Problem
The word "AppResult" occurs in some lines of the listing. Copy those lines.
Records shown START
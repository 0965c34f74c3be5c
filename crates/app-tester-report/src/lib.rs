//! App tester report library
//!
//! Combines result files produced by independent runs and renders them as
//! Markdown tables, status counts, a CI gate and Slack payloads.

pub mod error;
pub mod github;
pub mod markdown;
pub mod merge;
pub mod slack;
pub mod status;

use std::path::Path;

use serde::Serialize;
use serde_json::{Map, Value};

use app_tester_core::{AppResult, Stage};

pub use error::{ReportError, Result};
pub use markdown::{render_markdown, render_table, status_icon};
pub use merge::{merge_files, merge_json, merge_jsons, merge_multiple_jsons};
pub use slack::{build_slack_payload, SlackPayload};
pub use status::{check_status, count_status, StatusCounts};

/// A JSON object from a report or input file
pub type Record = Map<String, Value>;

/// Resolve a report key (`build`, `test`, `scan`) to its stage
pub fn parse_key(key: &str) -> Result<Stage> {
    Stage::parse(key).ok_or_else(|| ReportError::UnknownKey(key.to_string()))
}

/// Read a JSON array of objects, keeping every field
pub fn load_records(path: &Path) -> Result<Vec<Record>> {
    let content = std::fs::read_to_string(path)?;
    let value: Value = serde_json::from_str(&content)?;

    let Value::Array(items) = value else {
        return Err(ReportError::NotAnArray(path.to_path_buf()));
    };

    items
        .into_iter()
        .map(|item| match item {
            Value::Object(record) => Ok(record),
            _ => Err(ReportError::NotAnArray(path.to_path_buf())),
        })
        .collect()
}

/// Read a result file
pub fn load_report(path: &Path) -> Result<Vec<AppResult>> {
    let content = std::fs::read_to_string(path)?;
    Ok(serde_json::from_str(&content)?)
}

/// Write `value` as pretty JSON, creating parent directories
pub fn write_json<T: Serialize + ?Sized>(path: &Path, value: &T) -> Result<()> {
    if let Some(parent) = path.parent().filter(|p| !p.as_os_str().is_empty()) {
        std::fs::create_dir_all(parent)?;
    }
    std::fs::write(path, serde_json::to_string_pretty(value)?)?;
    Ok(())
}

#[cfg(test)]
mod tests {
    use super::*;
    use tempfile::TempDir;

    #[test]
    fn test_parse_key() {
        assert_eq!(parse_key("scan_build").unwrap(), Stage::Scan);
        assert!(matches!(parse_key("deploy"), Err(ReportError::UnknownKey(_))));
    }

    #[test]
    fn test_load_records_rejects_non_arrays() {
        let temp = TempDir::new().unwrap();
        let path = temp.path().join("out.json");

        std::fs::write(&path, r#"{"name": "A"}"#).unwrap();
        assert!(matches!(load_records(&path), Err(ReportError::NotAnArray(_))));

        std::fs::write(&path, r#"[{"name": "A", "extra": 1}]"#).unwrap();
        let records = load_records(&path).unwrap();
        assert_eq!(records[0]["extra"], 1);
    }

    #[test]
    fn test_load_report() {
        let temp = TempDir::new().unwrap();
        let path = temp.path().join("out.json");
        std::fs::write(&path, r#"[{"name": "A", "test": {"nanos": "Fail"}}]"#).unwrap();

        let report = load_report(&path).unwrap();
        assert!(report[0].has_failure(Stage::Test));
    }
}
Records shown END
Records shown START
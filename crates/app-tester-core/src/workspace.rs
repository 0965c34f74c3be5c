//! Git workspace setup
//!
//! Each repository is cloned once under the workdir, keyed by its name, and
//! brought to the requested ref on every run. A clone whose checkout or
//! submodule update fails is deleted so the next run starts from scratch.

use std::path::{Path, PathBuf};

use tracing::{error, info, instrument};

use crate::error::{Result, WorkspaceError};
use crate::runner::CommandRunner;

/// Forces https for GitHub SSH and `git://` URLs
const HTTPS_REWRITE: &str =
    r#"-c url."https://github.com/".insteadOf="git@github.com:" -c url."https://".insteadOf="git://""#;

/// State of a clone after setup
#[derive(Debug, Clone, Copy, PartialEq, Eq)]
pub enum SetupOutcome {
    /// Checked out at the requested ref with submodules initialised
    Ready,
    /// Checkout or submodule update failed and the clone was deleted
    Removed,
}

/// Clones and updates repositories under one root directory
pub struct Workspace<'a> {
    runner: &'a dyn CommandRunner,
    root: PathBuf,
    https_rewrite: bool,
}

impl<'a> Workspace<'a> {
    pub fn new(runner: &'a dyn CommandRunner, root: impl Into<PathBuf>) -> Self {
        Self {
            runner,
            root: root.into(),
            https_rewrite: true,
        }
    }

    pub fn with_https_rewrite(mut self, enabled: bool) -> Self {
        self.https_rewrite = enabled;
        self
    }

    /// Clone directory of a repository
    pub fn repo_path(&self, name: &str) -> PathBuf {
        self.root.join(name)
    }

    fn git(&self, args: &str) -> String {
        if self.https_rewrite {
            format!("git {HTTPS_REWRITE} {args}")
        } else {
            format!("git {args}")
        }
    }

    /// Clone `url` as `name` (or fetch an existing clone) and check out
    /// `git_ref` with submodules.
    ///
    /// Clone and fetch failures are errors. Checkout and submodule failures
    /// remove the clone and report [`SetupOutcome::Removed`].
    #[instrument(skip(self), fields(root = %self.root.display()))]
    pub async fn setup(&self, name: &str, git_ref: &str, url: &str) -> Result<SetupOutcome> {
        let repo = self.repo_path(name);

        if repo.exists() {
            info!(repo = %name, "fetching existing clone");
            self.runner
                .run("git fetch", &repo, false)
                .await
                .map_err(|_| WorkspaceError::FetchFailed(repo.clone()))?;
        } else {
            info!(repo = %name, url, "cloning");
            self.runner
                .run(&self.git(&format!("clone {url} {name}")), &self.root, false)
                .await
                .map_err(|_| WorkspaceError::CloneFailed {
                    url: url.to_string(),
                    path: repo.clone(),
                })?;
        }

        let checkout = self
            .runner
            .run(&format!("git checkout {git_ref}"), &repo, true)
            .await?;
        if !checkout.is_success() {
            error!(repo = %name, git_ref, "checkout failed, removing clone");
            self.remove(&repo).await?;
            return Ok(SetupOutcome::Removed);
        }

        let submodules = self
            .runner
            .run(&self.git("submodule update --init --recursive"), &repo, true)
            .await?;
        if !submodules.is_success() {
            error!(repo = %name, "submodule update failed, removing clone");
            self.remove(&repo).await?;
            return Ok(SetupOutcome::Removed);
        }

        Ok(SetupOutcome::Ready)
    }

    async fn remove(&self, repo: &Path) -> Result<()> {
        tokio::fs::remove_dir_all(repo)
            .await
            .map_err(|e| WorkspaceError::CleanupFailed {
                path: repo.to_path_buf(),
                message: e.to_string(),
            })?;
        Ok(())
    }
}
Records shown END
Response to the task
use app_tester_core::{AppResult, Stage};
pub fn load_report(path: &Path) -> Result<Vec<AppResult>> {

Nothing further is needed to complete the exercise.